The children, their older cousins and I debated the purpose of these stones. Were they burial markers, signs of worship or gateways to another time or universe? Historians are no clearer on the subject that we were. Dating from pre-historic times the stones have been thought to be Druidic sacrificial sites, territorial markers, elements of complex belief systems or early calendars. Nobody knows for sure what they were really for and until we invent a time travel machine it's likely to stay that way. What I do know from visiting these sites is that the Menhirs are shrouded in an ambiance of mystery and possibility which inspires our imaginations.
In fact, wandering through the wet, damp forest it was easy to believe in fairies, elves and other mystical forest creatures. The smell was unbelievably fresh and rich, after all the damp weather we've had this winter, you could almost taste the funghi and soil richly fermenting. As we spotted tiny mushrooms and rampant patches of delicate plants that looked like green stars fallen down to earth we also kept our eyes peeled for the signs of fairy castles and secret passages down to goblin kingdoms.
The green and brown hues of the tree trunks, pines and forest floor were friendly, familiar and seasonal in a way that made us glad to finally go home and drink big bowls of hot chocolate or spicy Christmas tea. We relished the joy in richer flavours the colder weather affords us. And the warmth of a blazing fire removing the chill from our toes was the perfect end to our long damp tramp in the wet woods.
But I get ahead of myself, during our meandering walk we came across the most beautiful tree stump. Stag or Roe, Faun or Satyr, the remains of a living beast or mythical forest creature? We almost expected it to come to life and enlist us in a magical adventure just like in C S Lewis' Narnia books. As with my seaweed dragon back in September I was fascinated by the way this piece of natural debris was also a natural work of art when viewed from the right angle.

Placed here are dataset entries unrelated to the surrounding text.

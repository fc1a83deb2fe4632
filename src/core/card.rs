//! Cards, categories and guesses.
//!
//! A `Card` is an index into a `CardUniverse`. The universe lays its cards
//! out category by category, so the natural `Ord` on `Card` is the fixed
//! total order used wherever iteration order matters (constraint branching,
//! candidate enumeration, tie breaking).
//!
//! ## CardSet
//!
//! `CardSet` is an `im::OrdSet<Card>`: clones are O(1) with structural
//! sharing, and iteration is always in ascending card order.

use im::OrdSet;
use serde::{Deserialize, Serialize};

/// Ordered persistent set of cards.
pub type CardSet = OrdSet<Card>;

/// Identifier for one card of a `CardUniverse`.
#[derive(Clone, Copy, Debug, PartialEq, Eq, PartialOrd, Ord, Hash, Serialize, Deserialize)]
pub struct Card(pub u8);

impl Card {
    /// Create a new card ID.
    #[must_use]
    pub const fn new(id: u8) -> Self {
        Self(id)
    }

    /// Get the raw index into the universe.
    #[must_use]
    pub const fn index(self) -> usize {
        self.0 as usize
    }
}

impl From<u8> for Card {
    fn from(id: u8) -> Self {
        Self(id)
    }
}

impl std::fmt::Display for Card {
    fn fmt(&self, f: &mut std::fmt::Formatter<'_>) -> std::fmt::Result {
        write!(f, "Card({})", self.0)
    }
}

/// The three card categories. Each envelope holds exactly one of each.
#[derive(Clone, Copy, Debug, PartialEq, Eq, PartialOrd, Ord, Hash, Serialize, Deserialize)]
pub enum Category {
    Suspect,
    Weapon,
    Room,
}

impl Category {
    /// All categories in universe order.
    pub const ALL: [Category; 3] = [Category::Suspect, Category::Weapon, Category::Room];

    /// Position of this category in `ALL`.
    #[must_use]
    pub const fn index(self) -> usize {
        match self {
            Category::Suspect => 0,
            Category::Weapon => 1,
            Category::Room => 2,
        }
    }
}

impl std::fmt::Display for Category {
    fn fmt(&self, f: &mut std::fmt::Formatter<'_>) -> std::fmt::Result {
        let name = match self {
            Category::Suspect => "suspect",
            Category::Weapon => "weapon",
            Category::Room => "room",
        };
        f.write_str(name)
    }
}

/// A suspect/weapon/room triple, used both for guesses and accusations.
///
/// The constructor does not check categories; use
/// `CardUniverse::validate_guess` at the boundary.
#[derive(Clone, Copy, Debug, PartialEq, Eq, Hash, Serialize, Deserialize)]
pub struct Guess {
    pub suspect: Card,
    pub weapon: Card,
    pub room: Card,
}

impl Guess {
    /// Create a new guess.
    #[must_use]
    pub const fn new(suspect: Card, weapon: Card, room: Card) -> Self {
        Self { suspect, weapon, room }
    }

    /// The three cards in suspect, weapon, room order.
    #[must_use]
    pub const fn cards(&self) -> [Card; 3] {
        [self.suspect, self.weapon, self.room]
    }

    /// Check whether the guess names `card`.
    #[must_use]
    pub fn contains(&self, card: Card) -> bool {
        self.cards().contains(&card)
    }

    /// The guess as a card set (used as a disjunctive constraint).
    #[must_use]
    pub fn to_set(&self) -> CardSet {
        self.cards().into_iter().collect()
    }
}

impl std::fmt::Display for Guess {
    fn fmt(&self, f: &mut std::fmt::Formatter<'_>) -> std::fmt::Result {
        write!(f, "({}, {}, {})", self.suspect, self.weapon, self.room)
    }
}

#[cfg(test)]
mod tests {
    use super::*;

    #[test]
    fn test_card_order_follows_index() {
        let mut cards = vec![Card(5), Card(1), Card(3)];
        cards.sort();
        assert_eq!(cards, vec![Card(1), Card(3), Card(5)]);
        assert_eq!(Card(4).index(), 4);
        assert_eq!(format!("{}", Card(7)), "Card(7)");
    }

    #[test]
    fn test_card_set_iterates_in_order() {
        let set: CardSet = [Card(9), Card(2), Card(4)].into_iter().collect();
        let order: Vec<_> = set.iter().copied().collect();
        assert_eq!(order, vec![Card(2), Card(4), Card(9)]);
    }

    #[test]
    fn test_category_index() {
        for (i, category) in Category::ALL.iter().enumerate() {
            assert_eq!(category.index(), i);
        }
        assert_eq!(format!("{}", Category::Weapon), "weapon");
    }

    #[test]
    fn test_guess_cards() {
        let guess = Guess::new(Card(0), Card(7), Card(15));
        assert_eq!(guess.cards(), [Card(0), Card(7), Card(15)]);
        assert!(guess.contains(Card(7)));
        assert!(!guess.contains(Card(8)));
        assert_eq!(guess.to_set().len(), 3);
    }

    #[test]
    fn test_guess_serialization() {
        let guess = Guess::new(Card(1), Card(6), Card(12));
        let json = serde_json::to_string(&guess).unwrap();
        let deserialized: Guess = serde_json::from_str(&json).unwrap();
        assert_eq!(guess, deserialized);
    }
}
use std::path::{Path, PathBuf};

use async_trait::async_trait;
use chrono::NaiveDate;
use log::{debug, info};

use vento_core::{FieldSet, RawRecord, SourceApi, VentoError, VentoResult};

use crate::payload::{parse_body, within_day};

/// Records read from a JSON file in the data endpoint's wire shape.
pub struct FileSource {
    path: PathBuf,
}

impl FileSource {
    pub fn new(path: impl Into<PathBuf>) -> Self {
        Self { path: path.into() }
    }

    pub fn path(&self) -> &Path {
        &self.path
    }
}

#[async_trait]
impl SourceApi for FileSource {
    fn name(&self) -> &str {
        "file"
    }

    async fn fetch_day(&self, date: NaiveDate, fields: &FieldSet) -> VentoResult<Vec<RawRecord>> {
        let body = tokio::fs::read(&self.path).await.map_err(|err| {
            VentoError::source_fetch(format!("read {}: {err}", self.path.display()))
        })?;
        let records = within_day(parse_body(&body, fields)?, date);
        if records.is_empty() {
            return Err(VentoError::empty_dataset(format!(
                "no records for {date} in {}",
                self.path.display()
            )));
        }
        info!(
            "source: read {} records for {date} from {}",
            records.len(),
            self.path.display()
        );
        Ok(records)
    }
}

/// In-memory records, projected and filtered like the other sources.
#[derive(Clone, Debug, Default)]
pub struct StaticSource {
    records: Vec<RawRecord>,
}

impl StaticSource {
    pub fn new(records: Vec<RawRecord>) -> Self {
        Self { records }
    }
}

#[async_trait]
impl SourceApi for StaticSource {
    fn name(&self) -> &str {
        "static"
    }

    async fn fetch_day(&self, date: NaiveDate, fields: &FieldSet) -> VentoResult<Vec<RawRecord>> {
        let mut records: Vec<RawRecord> = self
            .records
            .iter()
            .filter(|record| record.timestamp.date() == date)
            .map(|record| {
                let mut projected = RawRecord::new(record.timestamp);
                for field in fields.names() {
                    let value = record.values.get(field).copied().flatten();
                    projected.values.insert(field.clone(), value);
                }
                projected
            })
            .collect();
        if records.is_empty() {
            return Err(VentoError::empty_dataset(format!("no records for {date}")));
        }
        records.sort_by_key(|record| record.timestamp);
        debug!("source: {} static records for {date}", records.len());
        Ok(records)
    }
}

It really was a refreshing and inspiring walk that reminded us all of the beauty and patterns found in nature. I found myself thinking how man's place is within the natural world, surrounded by it and incorporated in it, organically bound not standing above and apart forcing his will upon it. Not just a user but belonging and claiming his fundamental place in the beautiful repetitive pattern of life. And the magic? Well as I always say about the myth of Christmas, be it Santa Claus, Saint Nicolas or baby Jesus, it's nice to believe in something. In things we can't pinpoint, things we don't quite understand, in the possibility of something bigger than us. In the magic of a universe, past, present and future, we may never fully comprehend.